**Work required**
Every entry below is to be retyped exactly as it stands.

**Data shown**
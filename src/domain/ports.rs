use super::payment::PaymentMethod;
use crate::error::Result;

/// Destination for the human-readable lines a shop produces.
///
/// Orders, recipes and payment confirmations never print directly; they emit
/// one line at a time to a sink, so a console and a test recorder are
/// interchangeable.
pub trait OutputSink {
    fn emit(&mut self, line: &str) -> Result<()>;
}

pub type PaymentMethodBox = Box<dyn PaymentMethod + Send + Sync>;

**Exercise answer**
filename src/domain/ports.rs
use super::payment::PaymentMethod;
use crate::error::Result;

/// Destination for the human-readable lines a shop produces.
///
/// Orders, recipes and payment confirmations never print directly; they emit
/// one line at a time to a sink, so a console and a test recorder are
/// interchangeable.
pub trait OutputSink {
    fn emit(&mut self, line: &str) -> Result<()>;
}

pub type PaymentMethodBox = Box<dyn PaymentMethod + Send + Sync>;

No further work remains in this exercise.